=== Source material ===

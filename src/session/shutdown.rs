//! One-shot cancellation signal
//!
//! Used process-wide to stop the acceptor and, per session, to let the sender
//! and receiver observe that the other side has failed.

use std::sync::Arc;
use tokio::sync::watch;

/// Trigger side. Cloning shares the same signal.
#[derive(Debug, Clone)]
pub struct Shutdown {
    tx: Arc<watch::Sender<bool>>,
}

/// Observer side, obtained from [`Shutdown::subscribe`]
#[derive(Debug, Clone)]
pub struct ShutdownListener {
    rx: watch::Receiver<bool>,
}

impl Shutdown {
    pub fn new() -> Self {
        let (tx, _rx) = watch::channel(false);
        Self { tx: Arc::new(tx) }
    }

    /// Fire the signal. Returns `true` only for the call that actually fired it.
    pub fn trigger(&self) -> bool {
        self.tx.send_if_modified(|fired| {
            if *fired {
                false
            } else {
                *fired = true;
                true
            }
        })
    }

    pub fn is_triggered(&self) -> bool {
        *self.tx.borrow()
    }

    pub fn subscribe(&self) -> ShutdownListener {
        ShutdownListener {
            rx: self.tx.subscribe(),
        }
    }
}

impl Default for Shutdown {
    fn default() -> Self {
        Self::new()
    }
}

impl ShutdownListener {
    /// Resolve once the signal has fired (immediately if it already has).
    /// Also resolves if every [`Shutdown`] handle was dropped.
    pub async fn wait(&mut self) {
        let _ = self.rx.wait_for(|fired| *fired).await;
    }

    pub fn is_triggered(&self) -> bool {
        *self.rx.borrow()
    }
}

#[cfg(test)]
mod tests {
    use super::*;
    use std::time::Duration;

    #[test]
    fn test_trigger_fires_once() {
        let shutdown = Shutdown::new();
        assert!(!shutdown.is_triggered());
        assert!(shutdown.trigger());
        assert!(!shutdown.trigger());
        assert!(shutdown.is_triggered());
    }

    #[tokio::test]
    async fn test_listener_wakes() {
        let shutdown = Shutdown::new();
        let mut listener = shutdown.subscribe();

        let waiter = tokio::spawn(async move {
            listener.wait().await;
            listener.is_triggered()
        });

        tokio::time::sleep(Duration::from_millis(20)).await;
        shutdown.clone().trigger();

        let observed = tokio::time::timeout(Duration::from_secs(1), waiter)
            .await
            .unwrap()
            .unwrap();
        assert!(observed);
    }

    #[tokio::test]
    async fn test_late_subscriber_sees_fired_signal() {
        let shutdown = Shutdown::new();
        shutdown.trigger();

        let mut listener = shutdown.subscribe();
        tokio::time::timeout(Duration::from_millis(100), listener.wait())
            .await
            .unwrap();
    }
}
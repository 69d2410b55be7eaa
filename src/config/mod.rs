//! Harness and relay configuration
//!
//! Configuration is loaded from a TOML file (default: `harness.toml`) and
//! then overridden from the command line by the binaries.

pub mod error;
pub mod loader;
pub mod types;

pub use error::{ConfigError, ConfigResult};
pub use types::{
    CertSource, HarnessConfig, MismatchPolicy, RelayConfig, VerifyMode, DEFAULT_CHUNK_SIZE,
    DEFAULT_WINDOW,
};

===
=== Source material ===

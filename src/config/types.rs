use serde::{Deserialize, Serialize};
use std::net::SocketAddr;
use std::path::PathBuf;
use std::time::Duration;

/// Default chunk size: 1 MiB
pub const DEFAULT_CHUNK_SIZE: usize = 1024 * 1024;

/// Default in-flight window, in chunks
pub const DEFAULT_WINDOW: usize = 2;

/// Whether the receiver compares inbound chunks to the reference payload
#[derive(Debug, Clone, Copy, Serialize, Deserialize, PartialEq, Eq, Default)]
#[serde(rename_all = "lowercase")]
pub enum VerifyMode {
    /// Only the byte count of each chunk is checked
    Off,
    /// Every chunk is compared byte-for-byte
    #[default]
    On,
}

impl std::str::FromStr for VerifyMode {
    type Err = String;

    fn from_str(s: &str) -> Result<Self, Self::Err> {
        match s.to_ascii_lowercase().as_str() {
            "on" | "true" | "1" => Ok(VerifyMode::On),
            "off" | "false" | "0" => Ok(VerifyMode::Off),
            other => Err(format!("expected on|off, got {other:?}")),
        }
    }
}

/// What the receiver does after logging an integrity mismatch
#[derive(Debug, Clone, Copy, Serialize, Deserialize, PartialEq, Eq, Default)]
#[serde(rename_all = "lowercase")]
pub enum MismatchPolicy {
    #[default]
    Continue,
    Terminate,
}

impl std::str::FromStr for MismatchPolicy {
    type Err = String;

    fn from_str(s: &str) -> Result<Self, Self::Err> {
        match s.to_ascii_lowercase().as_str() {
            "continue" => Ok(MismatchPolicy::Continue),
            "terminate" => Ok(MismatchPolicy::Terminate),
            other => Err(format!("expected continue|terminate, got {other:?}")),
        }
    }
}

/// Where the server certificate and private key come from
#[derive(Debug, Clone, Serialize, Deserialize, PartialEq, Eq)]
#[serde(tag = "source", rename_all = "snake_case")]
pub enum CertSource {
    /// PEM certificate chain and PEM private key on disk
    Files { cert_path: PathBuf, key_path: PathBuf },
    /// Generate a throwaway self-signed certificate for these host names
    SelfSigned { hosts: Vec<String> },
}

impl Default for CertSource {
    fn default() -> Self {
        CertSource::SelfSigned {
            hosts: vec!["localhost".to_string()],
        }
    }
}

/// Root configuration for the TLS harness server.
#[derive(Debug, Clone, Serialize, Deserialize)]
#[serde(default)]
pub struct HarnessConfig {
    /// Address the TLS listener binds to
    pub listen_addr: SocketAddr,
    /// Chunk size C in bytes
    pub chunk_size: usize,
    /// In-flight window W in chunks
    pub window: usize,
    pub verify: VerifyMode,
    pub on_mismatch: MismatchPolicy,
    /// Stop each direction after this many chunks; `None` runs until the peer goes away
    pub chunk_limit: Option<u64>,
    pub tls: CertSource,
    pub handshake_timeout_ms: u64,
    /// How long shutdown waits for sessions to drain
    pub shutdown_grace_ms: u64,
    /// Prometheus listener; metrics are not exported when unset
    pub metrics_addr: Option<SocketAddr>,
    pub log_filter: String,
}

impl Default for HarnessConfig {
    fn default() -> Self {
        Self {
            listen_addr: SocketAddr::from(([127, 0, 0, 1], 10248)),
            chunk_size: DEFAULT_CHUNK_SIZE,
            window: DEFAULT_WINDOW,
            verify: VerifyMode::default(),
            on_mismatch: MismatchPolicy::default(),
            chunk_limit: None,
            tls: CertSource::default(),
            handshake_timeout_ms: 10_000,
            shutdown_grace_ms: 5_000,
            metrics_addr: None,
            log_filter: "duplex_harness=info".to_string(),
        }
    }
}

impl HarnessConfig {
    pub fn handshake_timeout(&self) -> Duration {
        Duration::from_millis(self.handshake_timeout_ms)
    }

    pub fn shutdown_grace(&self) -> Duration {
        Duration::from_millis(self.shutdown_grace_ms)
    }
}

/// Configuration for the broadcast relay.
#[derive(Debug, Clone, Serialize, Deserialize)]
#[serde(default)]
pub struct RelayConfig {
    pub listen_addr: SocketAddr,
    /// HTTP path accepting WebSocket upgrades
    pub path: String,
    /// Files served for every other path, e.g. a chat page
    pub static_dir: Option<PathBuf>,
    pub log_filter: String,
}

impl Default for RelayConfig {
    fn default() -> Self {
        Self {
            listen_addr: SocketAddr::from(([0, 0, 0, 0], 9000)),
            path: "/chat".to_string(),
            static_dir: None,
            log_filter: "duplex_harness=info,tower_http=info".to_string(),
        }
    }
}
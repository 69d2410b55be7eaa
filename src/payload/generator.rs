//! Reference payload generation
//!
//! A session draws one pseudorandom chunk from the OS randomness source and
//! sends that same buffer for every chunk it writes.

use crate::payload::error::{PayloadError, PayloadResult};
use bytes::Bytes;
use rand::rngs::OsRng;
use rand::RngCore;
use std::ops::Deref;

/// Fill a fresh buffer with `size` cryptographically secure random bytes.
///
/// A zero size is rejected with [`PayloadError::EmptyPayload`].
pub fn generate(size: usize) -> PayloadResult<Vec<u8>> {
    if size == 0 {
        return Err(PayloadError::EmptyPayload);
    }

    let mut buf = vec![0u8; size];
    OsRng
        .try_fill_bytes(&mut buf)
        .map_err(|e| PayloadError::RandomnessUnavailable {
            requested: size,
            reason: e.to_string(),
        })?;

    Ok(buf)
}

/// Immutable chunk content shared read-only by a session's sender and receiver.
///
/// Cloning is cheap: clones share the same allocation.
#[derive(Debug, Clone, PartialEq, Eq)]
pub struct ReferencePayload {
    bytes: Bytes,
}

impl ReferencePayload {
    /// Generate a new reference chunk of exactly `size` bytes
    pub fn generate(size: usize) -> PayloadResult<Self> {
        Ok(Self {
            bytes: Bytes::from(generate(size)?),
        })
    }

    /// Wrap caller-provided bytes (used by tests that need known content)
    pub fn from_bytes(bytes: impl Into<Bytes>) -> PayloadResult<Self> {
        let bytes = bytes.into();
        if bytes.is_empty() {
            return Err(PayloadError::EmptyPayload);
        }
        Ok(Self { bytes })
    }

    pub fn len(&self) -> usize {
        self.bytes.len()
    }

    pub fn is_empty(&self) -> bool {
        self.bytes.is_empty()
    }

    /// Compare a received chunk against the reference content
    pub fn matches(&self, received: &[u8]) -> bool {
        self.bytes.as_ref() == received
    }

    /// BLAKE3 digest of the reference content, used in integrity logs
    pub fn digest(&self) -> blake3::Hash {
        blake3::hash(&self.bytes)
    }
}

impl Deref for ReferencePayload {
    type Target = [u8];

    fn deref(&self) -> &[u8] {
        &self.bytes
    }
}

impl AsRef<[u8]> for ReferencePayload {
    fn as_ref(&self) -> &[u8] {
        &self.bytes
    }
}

===
=== Source material ===

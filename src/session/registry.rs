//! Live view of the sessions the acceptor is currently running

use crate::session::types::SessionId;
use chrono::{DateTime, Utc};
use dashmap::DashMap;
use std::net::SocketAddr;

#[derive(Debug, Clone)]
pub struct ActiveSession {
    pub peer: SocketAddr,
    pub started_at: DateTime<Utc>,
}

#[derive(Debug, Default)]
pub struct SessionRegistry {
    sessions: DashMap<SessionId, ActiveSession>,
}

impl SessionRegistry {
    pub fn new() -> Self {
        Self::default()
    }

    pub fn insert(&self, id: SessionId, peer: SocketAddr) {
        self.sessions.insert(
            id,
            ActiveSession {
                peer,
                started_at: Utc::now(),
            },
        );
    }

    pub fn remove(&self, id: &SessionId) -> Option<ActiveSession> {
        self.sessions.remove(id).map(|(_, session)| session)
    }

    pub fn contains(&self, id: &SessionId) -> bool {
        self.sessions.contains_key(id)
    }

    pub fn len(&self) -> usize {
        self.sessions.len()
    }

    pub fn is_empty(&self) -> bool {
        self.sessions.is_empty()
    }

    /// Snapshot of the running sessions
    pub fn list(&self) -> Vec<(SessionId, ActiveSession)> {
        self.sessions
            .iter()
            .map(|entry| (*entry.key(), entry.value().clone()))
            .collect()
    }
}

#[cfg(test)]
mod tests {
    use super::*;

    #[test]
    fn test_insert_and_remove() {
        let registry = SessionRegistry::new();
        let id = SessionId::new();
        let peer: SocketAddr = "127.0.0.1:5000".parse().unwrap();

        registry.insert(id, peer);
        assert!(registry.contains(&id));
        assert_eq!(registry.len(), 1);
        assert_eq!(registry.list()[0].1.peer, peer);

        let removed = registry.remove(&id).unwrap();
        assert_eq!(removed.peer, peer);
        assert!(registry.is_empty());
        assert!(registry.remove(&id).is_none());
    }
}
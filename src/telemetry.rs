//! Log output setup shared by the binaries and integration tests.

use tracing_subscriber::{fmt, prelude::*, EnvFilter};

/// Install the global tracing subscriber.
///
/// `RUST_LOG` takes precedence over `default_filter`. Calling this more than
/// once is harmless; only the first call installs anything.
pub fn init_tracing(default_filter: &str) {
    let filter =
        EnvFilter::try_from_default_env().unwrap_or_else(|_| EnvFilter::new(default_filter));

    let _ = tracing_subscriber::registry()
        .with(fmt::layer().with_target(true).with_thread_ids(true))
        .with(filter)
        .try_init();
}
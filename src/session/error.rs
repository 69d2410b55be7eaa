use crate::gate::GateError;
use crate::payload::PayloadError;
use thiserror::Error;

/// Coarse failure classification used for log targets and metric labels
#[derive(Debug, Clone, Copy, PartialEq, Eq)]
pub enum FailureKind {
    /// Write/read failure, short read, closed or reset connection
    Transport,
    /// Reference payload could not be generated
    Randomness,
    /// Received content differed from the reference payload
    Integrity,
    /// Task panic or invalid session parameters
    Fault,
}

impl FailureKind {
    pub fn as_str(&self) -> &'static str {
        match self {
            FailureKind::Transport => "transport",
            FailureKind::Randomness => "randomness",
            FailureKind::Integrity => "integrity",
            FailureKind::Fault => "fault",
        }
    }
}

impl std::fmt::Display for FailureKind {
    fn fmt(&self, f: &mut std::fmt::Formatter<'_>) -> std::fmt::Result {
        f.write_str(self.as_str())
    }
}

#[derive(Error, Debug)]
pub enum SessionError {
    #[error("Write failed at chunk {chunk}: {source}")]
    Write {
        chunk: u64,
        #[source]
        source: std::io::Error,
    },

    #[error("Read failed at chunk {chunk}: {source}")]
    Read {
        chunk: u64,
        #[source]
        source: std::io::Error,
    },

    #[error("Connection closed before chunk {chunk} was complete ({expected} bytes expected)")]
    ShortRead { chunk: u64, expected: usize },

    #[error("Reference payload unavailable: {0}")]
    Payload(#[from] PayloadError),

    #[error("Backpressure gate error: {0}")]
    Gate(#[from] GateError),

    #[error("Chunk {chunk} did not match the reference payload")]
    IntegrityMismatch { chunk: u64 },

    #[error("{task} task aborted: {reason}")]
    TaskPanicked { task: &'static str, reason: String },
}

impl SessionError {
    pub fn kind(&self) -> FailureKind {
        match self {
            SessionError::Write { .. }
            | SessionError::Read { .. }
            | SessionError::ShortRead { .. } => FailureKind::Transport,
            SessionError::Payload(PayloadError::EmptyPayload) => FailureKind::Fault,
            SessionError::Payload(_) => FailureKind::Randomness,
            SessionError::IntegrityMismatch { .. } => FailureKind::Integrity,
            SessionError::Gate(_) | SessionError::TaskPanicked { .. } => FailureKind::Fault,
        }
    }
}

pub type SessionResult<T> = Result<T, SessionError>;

===

▶ _Brief_
Filter the entries above and keep only the lines with the word "async".

▶ _Task answer_
    pub async fn wait(&mut self) {
    async fn test_listener_wakes() {
        let waiter = tokio::spawn(async move {
    async fn test_late_subscriber_sees_fired_signal() {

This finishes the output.